Attorney Erich Andersen, the U.S.-based general counsel of TikTok and its corporate parent ByteDance Ltd., is still with the company, which plans to remove him from that role, Bloomberg reported Saturday night, citing unidentified people familiar with the matter.
Andersen referred questions to a TikTok spokesperson, who called Bloomberg's reporting "100% false."
Andersen has led several years of talks with U.S. officials to try to assure them that TikTok was preventing China from accessing data on its American users or influencing what they see on the site, Bloomberg said.
But suspicious House lawmakers on Saturday approved a measure that would require TikTok to be sold or face a nationwide ban in the U.S.
The bill is widely expected to pass the Senate and be signed into law by President Joe Biden.
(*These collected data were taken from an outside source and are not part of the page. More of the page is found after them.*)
use std::fmt;
use std::ops::Range;

use serde::{Deserialize, Serialize};
use serde_json::{Map, Value};

/// Continuation metadata returned alongside list responses.
///
/// `more` and `id` drive pagination; any other keys the API sends
/// (`next`, `prev`, `hasNext`, ...) are kept in `extra`.
#[derive(Clone, Debug, Default, PartialEq, Serialize, Deserialize)]
pub struct Cursor {
    #[serde(default)]
    pub more: bool,
    #[serde(default, skip_serializing_if = "Option::is_none")]
    pub id: Option<Value>,
    #[serde(flatten)]
    pub extra: Map<String, Value>,
}

impl Cursor {
    /// Creates a cursor pointing at `id`.
    pub fn new(more: bool, id: impl Into<Value>) -> Self {
        Self {
            more,
            id: Some(id.into()),
            extra: Map::new(),
        }
    }

    /// Returns the continuation token as a request parameter value.
    ///
    /// Returns `None` when no further page is available.
    pub fn next_id(&self) -> Option<String> {
        if !self.more {
            return None;
        }
        match self.id.as_ref()? {
            Value::Null => None,
            Value::String(token) => Some(token.clone()),
            other => Some(other.to_string()),
        }
    }

    pub fn is_empty(&self) -> bool {
        *self == Self::default()
    }
}

/// A decoded list response plus its cursor.
///
/// Iteration, length and lookups operate on the items only.
#[derive(Clone, Debug, Default, PartialEq)]
pub struct Page {
    items: Vec<Value>,
    cursor: Cursor,
}

impl Page {
    pub fn new(items: Vec<Value>, cursor: Option<Cursor>) -> Self {
        Self {
            items,
            cursor: cursor.unwrap_or_default(),
        }
    }

    pub fn items(&self) -> &[Value] {
        &self.items
    }

    pub fn cursor(&self) -> &Cursor {
        &self.cursor
    }

    pub fn len(&self) -> usize {
        self.items.len()
    }

    pub fn is_empty(&self) -> bool {
        self.items.is_empty()
    }

    pub fn get(&self, index: usize) -> Option<&Value> {
        self.items.get(index)
    }

    /// Returns the items in `range`, clamped to the page bounds.
    pub fn slice(&self, range: Range<usize>) -> &[Value] {
        let end = range.end.min(self.items.len());
        let start = range.start.min(end);
        &self.items[start..end]
    }

    pub fn contains(&self, value: &Value) -> bool {
        self.items.contains(value)
    }

    pub fn iter(&self) -> std::slice::Iter<'_, Value> {
        self.items.iter()
    }

    pub fn into_items(self) -> Vec<Value> {
        self.items
    }

    pub fn into_parts(self) -> (Vec<Value>, Cursor) {
        (self.items, self.cursor)
    }
}

impl fmt::Display for Page {
    fn fmt(&self, f: &mut fmt::Formatter<'_>) -> fmt::Result {
        write!(f, "<Result: {}>", Value::Array(self.items.clone()))
    }
}

impl IntoIterator for Page {
    type Item = Value;
    type IntoIter = std::vec::IntoIter<Value>;

    fn into_iter(self) -> Self::IntoIter {
        self.items.into_iter()
    }
}

impl<'a> IntoIterator for &'a Page {
    type Item = &'a Value;
    type IntoIter = std::slice::Iter<'a, Value>;

    fn into_iter(self) -> Self::IntoIter {
        self.items.iter()
    }
}

impl std::ops::Index<usize> for Page {
    type Output = Value;

    fn index(&self, index: usize) -> &Value {
        &self.items[index]
    }
}

/// Decoded payload of a successful call.
///
/// List payloads are wrapped in a [`Page`]; everything else is passed
/// through as-is.
#[derive(Clone, Debug, PartialEq)]
pub enum Response {
    List(Page),
    Value(Value),
}

impl Response {
    pub fn as_page(&self) -> Option<&Page> {
        match self {
            Self::List(page) => Some(page),
            Self::Value(_) => None,
        }
    }

    pub fn into_page(self) -> Option<Page> {
        match self {
            Self::List(page) => Some(page),
            Self::Value(_) => None,
        }
    }

    /// Converts back into a plain JSON value, dropping any cursor.
    pub fn into_value(self) -> Value {
        match self {
            Self::List(page) => Value::Array(page.into_items()),
            Self::Value(value) => value,
        }
    }
}
//! Path-accumulating resource resolution.
//!
//! Each [`ResourceElement::child`] step descends one level into the interface
//! map and returns a new element whose tree is the parent's tree plus the
//! child name:
//!
//! ```rust,no_run
//! use disqus_api::{DisqusApi, Interface, Params, ResourceElement};
//!
//! # fn run() -> Result<(), disqus_api::ClientError> {
//! let api = DisqusApi::new(Interface::new()).with_secret_key("secret");
//! let list_threads = api.child("forums").child("listThreads");
//! assert_eq!(list_threads.tree(), ["forums", "listThreads"]);
//!
//! let params = Params::new().with("forum", "disqus").with("method", "GET");
//! let response = list_threads.call(params)?;
//! println!("{:?}", response.into_value());
//! # Ok(())
//! # }
//! ```

use std::fmt;
use std::sync::Arc;

use reqwest::Method;
use tracing::debug;

use crate::request::DisqusRequest;
use crate::{ClientError, Interface, ParamValue, Params, Response};

/// A node that can resolve children from the interface map.
///
/// Implementors decide what kind of element a child step builds through
/// [`ResourceElement::new_element`]; the lookup itself, including insertion
/// of unknown names, is shared.
pub trait ResourceElement {
    /// Element built for each child step.
    type Element;

    /// Interface fragment this element points at.
    fn interface(&self) -> &Interface;

    /// Path segments accumulated so far.
    fn tree(&self) -> &[String];

    /// Builds the element for a resolved child.
    fn new_element(&self, interface: Interface, tree: Vec<String>) -> Self::Element;

    /// Descends into `name`, inserting an empty interface node if the map
    /// does not know it yet.
    fn child(&self, name: &str) -> Self::Element {
        let interface = self.interface().child_or_insert(name);
        let mut tree = self.tree().to_vec();
        tree.push(name.to_owned());
        self.new_element(interface, tree)
    }
}

/// A callable API resource such as `forums/listThreads`.
#[derive(Clone)]
pub struct Resource {
    request: Arc<DisqusRequest>,
    interface: Interface,
    tree: Vec<String>,
}

impl Resource {
    pub(crate) fn new(
        request: Arc<DisqusRequest>,
        interface: Interface,
        tree: Vec<String>,
    ) -> Self {
        Self {
            request,
            interface,
            tree,
        }
    }

    /// Returns the slash-joined resource path.
    pub fn path(&self) -> String {
        self.tree.join("/")
    }

    /// Descends through every `/`- or `.`-separated segment of `path`.
    #[must_use]
    pub fn resource(&self, path: &str) -> Self {
        split_path(path).fold(self.clone(), |element, name| element.child(name))
    }

    /// Calls the resource.
    ///
    /// Fails with [`ClientError::MissingArgument`] when a required parameter
    /// is absent and with [`ClientError::InterfaceNotDefined`] when no HTTP
    /// method can be determined. A `method` entry in `params` overrides the
    /// declared method and is not sent to the API.
    pub fn call(&self, mut params: Params) -> Result<Response, ClientError> {
        self.validate_arguments(&params)?;
        let method = self.validate_method(&mut params)?;
        let path = self.path();
        debug!(%method, %path, "calling resource");
        self.request.dispatch(&method, &path, params)
    }

    fn validate_arguments(&self, params: &Params) -> Result<(), ClientError> {
        let names = params.root_names();
        for required in self.interface.required() {
            if !names.contains(required.as_str()) {
                return Err(ClientError::MissingArgument(required));
            }
        }
        Ok(())
    }

    fn validate_method(&self, params: &mut Params) -> Result<Method, ClientError> {
        let method = match params.remove("method") {
            Some(explicit) => Some(method_name(explicit)),
            None => self.interface.method(),
        };
        let method = method
            .filter(|name| !name.is_empty())
            .ok_or_else(|| ClientError::InterfaceNotDefined { path: self.path() })?;
        Method::from_bytes(method.to_ascii_uppercase().as_bytes())
            .map_err(|_| ClientError::InvalidMethod(method))
    }
}

impl ResourceElement for Resource {
    type Element = Resource;

    fn interface(&self) -> &Interface {
        &self.interface
    }

    fn tree(&self) -> &[String] {
        &self.tree
    }

    fn new_element(&self, interface: Interface, tree: Vec<String>) -> Resource {
        Resource::new(Arc::clone(&self.request), interface, tree)
    }
}

impl PartialEq for Resource {
    fn eq(&self, other: &Self) -> bool {
        Arc::ptr_eq(&self.request, &other.request)
            && self.interface == other.interface
            && self.tree == other.tree
    }
}

impl fmt::Debug for Resource {
    fn fmt(&self, f: &mut fmt::Formatter<'_>) -> fmt::Result {
        f.debug_struct("Resource")
            .field("tree", &self.tree)
            .field("interface", &self.interface)
            .finish_non_exhaustive()
    }
}

pub(crate) fn split_path(path: &str) -> impl Iterator<Item = &str> {
    path.split(['/', '.']).filter(|segment| !segment.is_empty())
}

fn method_name(value: ParamValue) -> String {
    match value {
        ParamValue::Single(name) => name,
        ParamValue::Many(names) => names.into_iter().next().unwrap_or_default(),
    }
}
use std::sync::Mutex;

use pyo3::create_exception;
use pyo3::exceptions::{PyRuntimeError, PyValueError};
use pyo3::prelude::*;
use serde_json::Value;

use crate::{ClientConfig, ClientError, DisqusApi, Interface, Paginator, Params, ResourceElement};

create_exception!(disqus_api, APIError, PyRuntimeError, "Error reported by the Disqus API.");
create_exception!(disqus_api, RateLimitError, APIError, "The API rate limit was exceeded.");
create_exception!(
    disqus_api,
    InvalidAccessToken,
    APIError,
    "The API rejected the access token."
);

#[pyclass(name = "EndpointDefinition", get_all)]
pub struct PyEndpointDefinition {
    pub path: String,
    pub method: String,
    pub required: Vec<String>,
}

#[pyclass(name = "Client")]
pub struct PyClient {
    inner: Mutex<DisqusApi>,
}

#[pymethods]
impl PyClient {
    #[new]
    #[pyo3(signature = (interfaces_json, secret_key=None, public_key=None, access_token=None, version=None))]
    fn new(
        interfaces_json: String,
        secret_key: Option<String>,
        public_key: Option<String>,
        access_token: Option<String>,
        version: Option<String>,
    ) -> PyResult<Self> {
        let interface = Interface::from_json_str(&interfaces_json).map_err(to_py_value_error)?;
        let mut config = ClientConfig {
            secret_key,
            public_key,
            access_token,
            ..ClientConfig::default()
        };
        if let Some(version) = version {
            config.api_version = version;
        }

        Ok(Self {
            inner: Mutex::new(DisqusApi::from_config(interface, config)),
        })
    }

    fn endpoints(&self) -> PyResult<Vec<PyEndpointDefinition>> {
        let client = self
            .inner
            .lock()
            .map_err(|e| PyRuntimeError::new_err(e.to_string()))?;
        Ok(client
            .interface()
            .endpoints()
            .into_iter()
            .map(|endpoint| PyEndpointDefinition {
                path: endpoint.path,
                method: endpoint.method,
                required: endpoint.required,
            })
            .collect())
    }

    #[pyo3(signature = (path, params_json=None, method=None))]
    fn call(
        &self,
        path: String,
        params_json: Option<String>,
        method: Option<String>,
    ) -> PyResult<String> {
        let mut params = parse_params_arg(params_json)?;
        if let Some(method) = method {
            params.insert("method", method);
        }

        let client = self
            .inner
            .lock()
            .map_err(|e| PyRuntimeError::new_err(e.to_string()))?;
        let value = client
            .resource(&path)
            .call(params)
            .map_err(to_py_error)?
            .into_value();

        Ok(value.to_string())
    }

    #[pyo3(signature = (path, params_json=None, limit=None, silence_limit=false))]
    fn paginate(
        &self,
        path: String,
        params_json: Option<String>,
        limit: Option<usize>,
        silence_limit: bool,
    ) -> PyResult<String> {
        let params = parse_params_arg(params_json)?;

        let client = self
            .inner
            .lock()
            .map_err(|e| PyRuntimeError::new_err(e.to_string()))?;
        let paginator = Paginator::new(client.resource(&path), params);
        let items = paginator
            .run(limit, silence_limit)
            .collect::<Result<Vec<_>, _>>()
            .map_err(to_py_error)?;

        Ok(Value::Array(items).to_string())
    }
}

#[pymodule]
fn disqus_api(_py: Python<'_>, module: &Bound<'_, PyModule>) -> PyResult<()> {
    module.add_class::<PyEndpointDefinition>()?;
    module.add_class::<PyClient>()?;
    let py = module.py();
    module.add("APIError", py.get_type::<APIError>())?;
    module.add("RateLimitError", py.get_type::<RateLimitError>())?;
    module.add("InvalidAccessToken", py.get_type::<InvalidAccessToken>())?;
    Ok(())
}

fn to_py_value_error(error: impl std::fmt::Display) -> PyErr {
    PyValueError::new_err(error.to_string())
}

/// Local validation failures map to `ValueError`, API failures to the
/// `APIError` family, everything else to `RuntimeError`.
fn to_py_error(error: ClientError) -> PyErr {
    match &error {
        ClientError::MissingArgument(_)
        | ClientError::InterfaceNotDefined { .. }
        | ClientError::InvalidMethod(_)
        | ClientError::InvalidParams(_) => to_py_value_error(error),
        ClientError::RateLimit { .. } => RateLimitError::new_err(error.to_string()),
        ClientError::InvalidAccessToken { .. } => InvalidAccessToken::new_err(error.to_string()),
        ClientError::Api { .. } => APIError::new_err(error.to_string()),
        _ => PyRuntimeError::new_err(error.to_string()),
    }
}

fn parse_params_arg(raw_json: Option<String>) -> PyResult<Params> {
    match raw_json {
        Some(raw_json) => Params::from_json_str(&raw_json).map_err(to_py_value_error),
        None => Ok(Params::new()),
    }
}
A TikTok spokesperson called Saturday's development "unfortunate" and said it would "trample the free speech rights of 170 million Americans, devastate 7 million businesses, and shutter a platform that contributes $24 billion to the U.S. economy annually."
Andersen was hired by TikTok in January 2020 after more than two decades at Microsoft, where he rose to the rank of corporate vice president and chief intellectual property counsel, according to an announcement at the time.
His "deep experience" was touted by then-TikTok President Alex Zhu as an "excellent asset as we work to further build trust with regulators, policymakers, users and partners."